* _Work item_: Repeat the stretch of entries below from the line with "filename src/commander/command.rs" through the line with "are grouped under.". Include both ends and add nothing.

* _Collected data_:
══════════

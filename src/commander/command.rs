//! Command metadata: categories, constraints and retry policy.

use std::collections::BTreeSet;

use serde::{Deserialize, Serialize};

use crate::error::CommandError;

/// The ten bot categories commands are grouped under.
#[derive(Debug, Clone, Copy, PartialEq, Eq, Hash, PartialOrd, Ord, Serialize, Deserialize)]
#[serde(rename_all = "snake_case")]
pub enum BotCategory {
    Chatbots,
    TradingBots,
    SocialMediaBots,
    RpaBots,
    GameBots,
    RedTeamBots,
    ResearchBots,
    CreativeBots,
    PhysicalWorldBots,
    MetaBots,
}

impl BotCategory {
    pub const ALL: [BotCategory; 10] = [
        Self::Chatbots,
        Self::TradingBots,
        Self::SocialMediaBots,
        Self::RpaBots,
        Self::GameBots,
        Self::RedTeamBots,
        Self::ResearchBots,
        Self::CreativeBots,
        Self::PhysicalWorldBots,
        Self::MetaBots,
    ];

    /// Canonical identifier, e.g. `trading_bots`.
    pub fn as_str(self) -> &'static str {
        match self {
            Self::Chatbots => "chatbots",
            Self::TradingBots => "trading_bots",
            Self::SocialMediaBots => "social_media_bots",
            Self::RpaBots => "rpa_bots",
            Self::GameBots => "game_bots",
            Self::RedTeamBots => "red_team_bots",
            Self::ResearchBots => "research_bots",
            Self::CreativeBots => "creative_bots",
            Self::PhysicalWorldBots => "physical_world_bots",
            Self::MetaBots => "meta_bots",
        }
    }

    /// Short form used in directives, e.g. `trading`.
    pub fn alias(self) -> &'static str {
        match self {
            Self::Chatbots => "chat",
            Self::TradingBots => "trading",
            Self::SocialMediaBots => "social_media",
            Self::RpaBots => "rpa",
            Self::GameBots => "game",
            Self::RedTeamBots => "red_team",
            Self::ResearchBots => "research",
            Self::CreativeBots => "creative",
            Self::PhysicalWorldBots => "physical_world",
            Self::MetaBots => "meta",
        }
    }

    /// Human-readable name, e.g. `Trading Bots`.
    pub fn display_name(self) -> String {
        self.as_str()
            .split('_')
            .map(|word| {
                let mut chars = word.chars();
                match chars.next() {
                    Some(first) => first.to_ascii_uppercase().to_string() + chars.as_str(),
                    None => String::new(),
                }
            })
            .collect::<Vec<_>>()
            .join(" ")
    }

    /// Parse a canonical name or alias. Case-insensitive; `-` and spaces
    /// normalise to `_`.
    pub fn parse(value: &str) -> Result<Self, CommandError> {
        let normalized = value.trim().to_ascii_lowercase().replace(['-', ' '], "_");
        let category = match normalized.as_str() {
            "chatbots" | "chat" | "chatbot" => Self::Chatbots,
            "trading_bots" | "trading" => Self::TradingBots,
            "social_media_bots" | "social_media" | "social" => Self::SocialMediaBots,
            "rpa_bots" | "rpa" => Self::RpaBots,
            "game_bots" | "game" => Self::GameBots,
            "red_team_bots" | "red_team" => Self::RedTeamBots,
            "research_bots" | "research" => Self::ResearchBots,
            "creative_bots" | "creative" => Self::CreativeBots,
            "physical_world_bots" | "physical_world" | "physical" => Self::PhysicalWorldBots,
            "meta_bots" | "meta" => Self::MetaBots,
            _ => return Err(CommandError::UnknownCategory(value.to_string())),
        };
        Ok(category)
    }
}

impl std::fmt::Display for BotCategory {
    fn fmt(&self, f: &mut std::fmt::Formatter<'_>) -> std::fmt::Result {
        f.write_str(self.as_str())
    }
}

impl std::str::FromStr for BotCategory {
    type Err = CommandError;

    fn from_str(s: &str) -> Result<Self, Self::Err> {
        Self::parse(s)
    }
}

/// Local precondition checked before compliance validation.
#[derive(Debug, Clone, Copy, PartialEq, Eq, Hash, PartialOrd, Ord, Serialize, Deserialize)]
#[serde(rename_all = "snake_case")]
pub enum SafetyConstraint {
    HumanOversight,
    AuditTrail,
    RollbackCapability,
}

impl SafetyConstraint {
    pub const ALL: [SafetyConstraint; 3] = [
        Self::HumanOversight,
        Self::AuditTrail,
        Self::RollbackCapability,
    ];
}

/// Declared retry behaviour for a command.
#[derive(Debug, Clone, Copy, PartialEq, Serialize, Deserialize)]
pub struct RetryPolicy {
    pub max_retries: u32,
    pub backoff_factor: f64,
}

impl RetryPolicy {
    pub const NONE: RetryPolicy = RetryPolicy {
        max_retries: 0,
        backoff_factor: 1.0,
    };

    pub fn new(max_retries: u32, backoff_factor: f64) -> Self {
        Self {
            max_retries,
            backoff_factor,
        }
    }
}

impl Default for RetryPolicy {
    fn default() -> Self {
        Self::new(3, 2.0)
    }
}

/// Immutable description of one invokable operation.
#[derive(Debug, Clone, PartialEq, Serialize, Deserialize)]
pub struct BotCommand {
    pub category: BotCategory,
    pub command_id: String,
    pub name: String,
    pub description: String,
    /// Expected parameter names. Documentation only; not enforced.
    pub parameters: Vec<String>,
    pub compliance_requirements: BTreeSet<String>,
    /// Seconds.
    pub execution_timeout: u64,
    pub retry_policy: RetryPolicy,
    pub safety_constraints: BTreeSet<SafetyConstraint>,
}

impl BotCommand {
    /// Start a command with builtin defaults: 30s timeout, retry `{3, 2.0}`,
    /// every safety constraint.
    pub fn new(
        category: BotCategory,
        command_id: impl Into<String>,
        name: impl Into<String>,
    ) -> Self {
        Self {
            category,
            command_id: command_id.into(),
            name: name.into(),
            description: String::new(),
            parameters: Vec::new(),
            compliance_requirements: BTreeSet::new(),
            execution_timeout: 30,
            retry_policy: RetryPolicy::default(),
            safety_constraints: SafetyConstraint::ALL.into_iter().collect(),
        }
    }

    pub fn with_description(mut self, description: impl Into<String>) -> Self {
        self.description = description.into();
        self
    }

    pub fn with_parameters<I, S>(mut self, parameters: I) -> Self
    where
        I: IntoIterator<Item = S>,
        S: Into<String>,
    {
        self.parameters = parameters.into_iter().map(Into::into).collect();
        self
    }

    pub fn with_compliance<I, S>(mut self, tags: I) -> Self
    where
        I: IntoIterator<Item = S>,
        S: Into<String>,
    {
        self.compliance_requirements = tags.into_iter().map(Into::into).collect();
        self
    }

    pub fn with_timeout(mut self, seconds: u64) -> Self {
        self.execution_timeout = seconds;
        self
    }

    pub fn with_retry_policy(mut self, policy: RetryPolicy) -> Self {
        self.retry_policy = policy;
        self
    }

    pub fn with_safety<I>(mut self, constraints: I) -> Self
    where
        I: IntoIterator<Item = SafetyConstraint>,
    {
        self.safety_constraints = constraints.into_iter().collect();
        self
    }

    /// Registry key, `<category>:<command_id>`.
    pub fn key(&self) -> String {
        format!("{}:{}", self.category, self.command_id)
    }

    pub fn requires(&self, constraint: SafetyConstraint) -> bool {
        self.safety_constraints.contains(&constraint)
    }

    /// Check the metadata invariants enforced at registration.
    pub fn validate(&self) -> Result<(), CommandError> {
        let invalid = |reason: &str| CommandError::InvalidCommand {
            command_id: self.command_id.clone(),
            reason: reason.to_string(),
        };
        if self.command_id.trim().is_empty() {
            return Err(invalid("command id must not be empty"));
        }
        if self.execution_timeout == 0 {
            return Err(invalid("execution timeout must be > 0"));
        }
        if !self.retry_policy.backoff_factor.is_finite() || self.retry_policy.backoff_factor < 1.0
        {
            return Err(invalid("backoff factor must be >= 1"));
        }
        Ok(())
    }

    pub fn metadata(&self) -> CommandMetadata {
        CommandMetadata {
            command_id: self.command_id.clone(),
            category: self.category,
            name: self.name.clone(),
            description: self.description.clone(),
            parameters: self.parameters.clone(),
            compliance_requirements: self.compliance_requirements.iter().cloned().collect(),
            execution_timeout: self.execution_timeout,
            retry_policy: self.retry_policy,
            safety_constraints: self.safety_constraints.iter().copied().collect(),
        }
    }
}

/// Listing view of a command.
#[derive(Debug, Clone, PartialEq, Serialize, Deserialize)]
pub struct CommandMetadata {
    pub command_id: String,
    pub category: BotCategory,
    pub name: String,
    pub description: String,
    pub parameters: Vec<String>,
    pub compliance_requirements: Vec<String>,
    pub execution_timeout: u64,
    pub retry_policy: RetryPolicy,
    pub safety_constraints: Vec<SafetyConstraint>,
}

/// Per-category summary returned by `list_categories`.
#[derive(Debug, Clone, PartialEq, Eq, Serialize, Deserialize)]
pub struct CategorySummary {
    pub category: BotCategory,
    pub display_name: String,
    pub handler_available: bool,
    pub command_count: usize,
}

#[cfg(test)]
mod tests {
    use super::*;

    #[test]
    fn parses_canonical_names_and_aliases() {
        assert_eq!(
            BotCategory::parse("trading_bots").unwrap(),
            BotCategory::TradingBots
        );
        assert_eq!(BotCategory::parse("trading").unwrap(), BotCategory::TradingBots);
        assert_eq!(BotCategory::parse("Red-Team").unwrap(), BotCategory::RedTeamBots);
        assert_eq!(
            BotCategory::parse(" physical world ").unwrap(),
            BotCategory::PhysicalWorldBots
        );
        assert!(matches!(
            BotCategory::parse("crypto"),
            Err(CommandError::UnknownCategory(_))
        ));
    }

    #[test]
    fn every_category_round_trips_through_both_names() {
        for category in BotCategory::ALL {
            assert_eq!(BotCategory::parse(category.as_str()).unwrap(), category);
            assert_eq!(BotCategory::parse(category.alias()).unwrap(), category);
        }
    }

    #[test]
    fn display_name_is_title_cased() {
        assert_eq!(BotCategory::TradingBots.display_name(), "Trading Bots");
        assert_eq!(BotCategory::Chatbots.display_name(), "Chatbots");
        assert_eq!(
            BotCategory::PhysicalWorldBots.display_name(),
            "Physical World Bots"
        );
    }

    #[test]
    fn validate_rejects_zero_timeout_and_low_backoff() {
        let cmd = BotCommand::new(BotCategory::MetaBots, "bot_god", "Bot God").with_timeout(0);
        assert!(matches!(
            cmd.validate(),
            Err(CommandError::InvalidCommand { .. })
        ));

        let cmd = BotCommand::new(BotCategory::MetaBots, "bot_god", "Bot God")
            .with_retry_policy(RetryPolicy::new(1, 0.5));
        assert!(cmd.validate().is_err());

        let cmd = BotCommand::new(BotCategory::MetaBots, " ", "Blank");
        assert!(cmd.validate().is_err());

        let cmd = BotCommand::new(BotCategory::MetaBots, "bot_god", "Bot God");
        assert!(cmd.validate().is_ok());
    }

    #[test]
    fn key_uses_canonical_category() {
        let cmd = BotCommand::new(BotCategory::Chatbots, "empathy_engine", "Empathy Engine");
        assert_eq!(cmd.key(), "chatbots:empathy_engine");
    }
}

══════════

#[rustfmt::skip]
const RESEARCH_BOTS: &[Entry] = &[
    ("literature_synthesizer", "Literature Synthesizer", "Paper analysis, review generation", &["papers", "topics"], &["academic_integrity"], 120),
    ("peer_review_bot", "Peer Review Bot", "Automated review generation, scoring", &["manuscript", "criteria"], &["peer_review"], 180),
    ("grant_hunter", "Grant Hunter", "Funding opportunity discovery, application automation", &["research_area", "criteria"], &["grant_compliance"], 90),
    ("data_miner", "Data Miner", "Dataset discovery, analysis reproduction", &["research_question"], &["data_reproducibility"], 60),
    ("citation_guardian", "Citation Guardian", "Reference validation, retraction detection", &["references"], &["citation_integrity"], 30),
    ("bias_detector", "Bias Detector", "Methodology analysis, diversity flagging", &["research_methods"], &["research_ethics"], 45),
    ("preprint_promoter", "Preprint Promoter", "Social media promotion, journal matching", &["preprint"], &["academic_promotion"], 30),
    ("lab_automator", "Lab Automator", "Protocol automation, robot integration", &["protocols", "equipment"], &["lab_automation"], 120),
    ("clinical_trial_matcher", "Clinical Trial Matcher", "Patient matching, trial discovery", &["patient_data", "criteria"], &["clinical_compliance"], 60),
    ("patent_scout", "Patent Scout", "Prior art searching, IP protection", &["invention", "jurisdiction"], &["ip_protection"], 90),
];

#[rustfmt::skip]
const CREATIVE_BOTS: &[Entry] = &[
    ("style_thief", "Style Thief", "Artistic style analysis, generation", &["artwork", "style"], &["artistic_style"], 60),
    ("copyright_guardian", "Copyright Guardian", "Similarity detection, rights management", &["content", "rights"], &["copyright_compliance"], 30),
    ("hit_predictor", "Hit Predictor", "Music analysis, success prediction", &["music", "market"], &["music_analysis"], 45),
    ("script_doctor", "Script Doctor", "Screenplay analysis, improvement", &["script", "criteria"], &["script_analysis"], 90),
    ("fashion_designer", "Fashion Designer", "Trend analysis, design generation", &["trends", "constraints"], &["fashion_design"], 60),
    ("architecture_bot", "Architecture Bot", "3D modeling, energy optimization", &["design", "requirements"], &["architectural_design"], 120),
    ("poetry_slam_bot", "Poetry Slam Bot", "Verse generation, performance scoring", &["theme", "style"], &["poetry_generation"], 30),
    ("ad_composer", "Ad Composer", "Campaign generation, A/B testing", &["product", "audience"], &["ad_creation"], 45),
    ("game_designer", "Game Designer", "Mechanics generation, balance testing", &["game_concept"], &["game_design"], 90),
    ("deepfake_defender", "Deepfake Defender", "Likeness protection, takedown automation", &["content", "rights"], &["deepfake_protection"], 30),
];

══════════

* _Answer to this task_:
filename src/commander/command.rs
//! Command metadata: categories, constraints and retry policy.

use std::collections::BTreeSet;

use serde::{Deserialize, Serialize};

use crate::error::CommandError;

/// The ten bot categories commands are grouped under.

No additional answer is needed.